What to do:
What do the lines say, reproduced word for word, from the first of the entries below through the line bearing "until the next"?

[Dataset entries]

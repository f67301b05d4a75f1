use billard_common::{MeshId, ShaderId, UniformValue};

/// Renderer-agnostic draw interface. The frame driver issues calls in this
/// order for every frame:
///
/// `begin_frame`, then per target `use_shader`, any number of `set_uniform`,
/// `draw_mesh`, and finally `end_frame`.
///
/// Uniforms set after `use_shader` apply to the bound shader until the next
/// `use_shader`. Backends never see the camera or the scene; everything
/// reaches them as named values.
pub trait RenderBackend {
    type Error: std::error::Error;

    fn begin_frame(&mut self, clear_color: [f32; 4]) -> Result<(), Self::Error>;

    fn use_shader(&mut self, shader: &ShaderId) -> Result<(), Self::Error>;

    fn set_uniform(&mut self, name: &str, value: UniformValue) -> Result<(), Self::Error>;

    fn draw_mesh(&mut self, mesh: &MeshId) -> Result<(), Self::Error>;

    fn end_frame(&mut self) -> Result<(), Self::Error>;
}
use glam::{Mat4, Vec3};
use serde::{Deserialize, Serialize};
use std::fmt;

/// Identifies a shader program declared in the viewer configuration.
#[derive(Debug, Clone, PartialEq, Eq, Hash, PartialOrd, Ord, Serialize, Deserialize)]
#[serde(transparent)]
pub struct ShaderId(pub String);

impl ShaderId {
    pub fn new(name: impl Into<String>) -> Self {
        Self(name.into())
    }

    pub fn as_str(&self) -> &str {
        &self.0
    }
}

impl fmt::Display for ShaderId {
    fn fmt(&self, f: &mut fmt::Formatter<'_>) -> fmt::Result {
        f.write_str(&self.0)
    }
}

/// Identifies a mesh declared in the viewer configuration.
#[derive(Debug, Clone, PartialEq, Eq, Hash, PartialOrd, Ord, Serialize, Deserialize)]
#[serde(transparent)]
pub struct MeshId(pub String);

impl MeshId {
    pub fn new(name: impl Into<String>) -> Self {
        Self(name.into())
    }

    pub fn as_str(&self) -> &str {
        &self.0
    }
}

impl fmt::Display for MeshId {
    fn fmt(&self, f: &mut fmt::Formatter<'_>) -> fmt::Result {
        f.write_str(&self.0)
    }
}

/// Model transform of a render target: translate, then scale.
///
/// Rotation is not part of any scene the viewer draws.
#[derive(Debug, Clone, Copy, PartialEq, Serialize, Deserialize)]
#[serde(default)]
pub struct Transform {
    pub translation: Vec3,
    pub scale: Vec3,
}

impl Default for Transform {
    fn default() -> Self {
        Self {
            translation: Vec3::ZERO,
            scale: Vec3::ONE,
        }
    }
}

impl Transform {
    pub fn new(translation: Vec3, scale: Vec3) -> Self {
        Self { translation, scale }
    }

    /// Uniformly scaled transform at `translation`.
    pub fn uniform(translation: Vec3, scale: f32) -> Self {
        Self::new(translation, Vec3::splat(scale))
    }

    /// Identity, translated, then scaled: `T * S`.
    pub fn to_matrix(&self) -> Mat4 {
        Mat4::from_translation(self.translation) * Mat4::from_scale(self.scale)
    }
}

/// A value pushed into a named shader uniform.
#[derive(Debug, Clone, Copy, PartialEq, Serialize, Deserialize)]
#[serde(untagged)]
pub enum UniformValue {
    Scalar(f32),
    Vec3(Vec3),
    Mat4(Mat4),
}

impl From<f32> for UniformValue {
    fn from(v: f32) -> Self {
        Self::Scalar(v)
    }
}

impl From<Vec3> for UniformValue {
    fn from(v: Vec3) -> Self {
        Self::Vec3(v)
    }
}

impl From<Mat4> for UniformValue {
    fn from(v: Mat4) -> Self {
        Self::Mat4(v)
    }
}

impl fmt::Display for UniformValue {
    fn fmt(&self, f: &mut fmt::Formatter<'_>) -> fmt::Result {
        match self {
            Self::Scalar(v) => write!(f, "{v:.3}"),
            Self::Vec3(v) => write!(f, "({:.3}, {:.3}, {:.3})", v.x, v.y, v.z),
            Self::Mat4(m) => {
                let t = m.w_axis;
                write!(f, "mat4[t=({:.3}, {:.3}, {:.3})]", t.x, t.y, t.z)
            }
        }
    }
}

/// Naming scheme for the per-frame matrix and eye uniforms.
#[derive(Debug, Clone, Copy, PartialEq, Eq, Default, Serialize, Deserialize)]
#[serde(rename_all = "snake_case")]
pub enum UniformNames {
    /// `model`, `view`, `projection`, `viewPos`.
    #[default]
    Full,
    /// `M`, `V`, `P`, `viewPos`.
    Short,
}

impl UniformNames {
    pub fn model(self) -> &'static str {
        match self {
            Self::Full => "model",
            Self::Short => "M",
        }
    }

    pub fn view(self) -> &'static str {
        match self {
            Self::Full => "view",
            Self::Short => "V",
        }
    }

    pub fn projection(self) -> &'static str {
        match self {
            Self::Full => "projection",
            Self::Short => "P",
        }
    }

    pub fn view_pos(self) -> &'static str {
        "viewPos"
    }
}

#[cfg(test)]
mod tests {
    use super::*;

    #[test]
    fn transform_default_is_identity() {
        let t = Transform::default();
        assert_eq!(t.to_matrix(), Mat4::IDENTITY);
    }

    #[test]
    fn transform_scales_before_translating() {
        let t = Transform::uniform(Vec3::new(4.0, 2.9, 1.5), 0.3);
        let p = t.to_matrix().transform_point3(Vec3::new(1.0, 0.0, 0.0));
        assert!((p - Vec3::new(4.3, 2.9, 1.5)).length() < 1e-5);
    }

    #[test]
    fn uniform_value_conversions() {
        assert_eq!(UniformValue::from(32.0_f32), UniformValue::Scalar(32.0));
        assert_eq!(UniformValue::from(Vec3::X), UniformValue::Vec3(Vec3::X));
        assert_eq!(
            UniformValue::from(Mat4::IDENTITY),
            UniformValue::Mat4(Mat4::IDENTITY)
        );
    }

    #[test]
    fn short_names_only_rename_matrices() {
        assert_eq!(UniformNames::Short.model(), "M");
        assert_eq!(UniformNames::Short.view(), "V");
        assert_eq!(UniformNames::Short.projection(), "P");
        assert_eq!(UniformNames::Short.view_pos(), UniformNames::Full.view_pos());
    }

    #[test]
    fn ids_display_their_name() {
        assert_eq!(ShaderId::new("table").to_string(), "table");
        assert_eq!(MeshId::new("sphere").as_str(), "sphere");
    }
}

Response to this task:
repository f67301b05d4a75f1
use billard_common::{MeshId, ShaderId, UniformValue};

/// Renderer-agnostic draw interface. The frame driver issues calls in this
/// order for every frame:
///
/// `begin_frame`, then per target `use_shader`, any number of `set_uniform`,
/// `draw_mesh`, and finally `end_frame`.
///
/// Uniforms set after `use_shader` apply to the bound shader until the next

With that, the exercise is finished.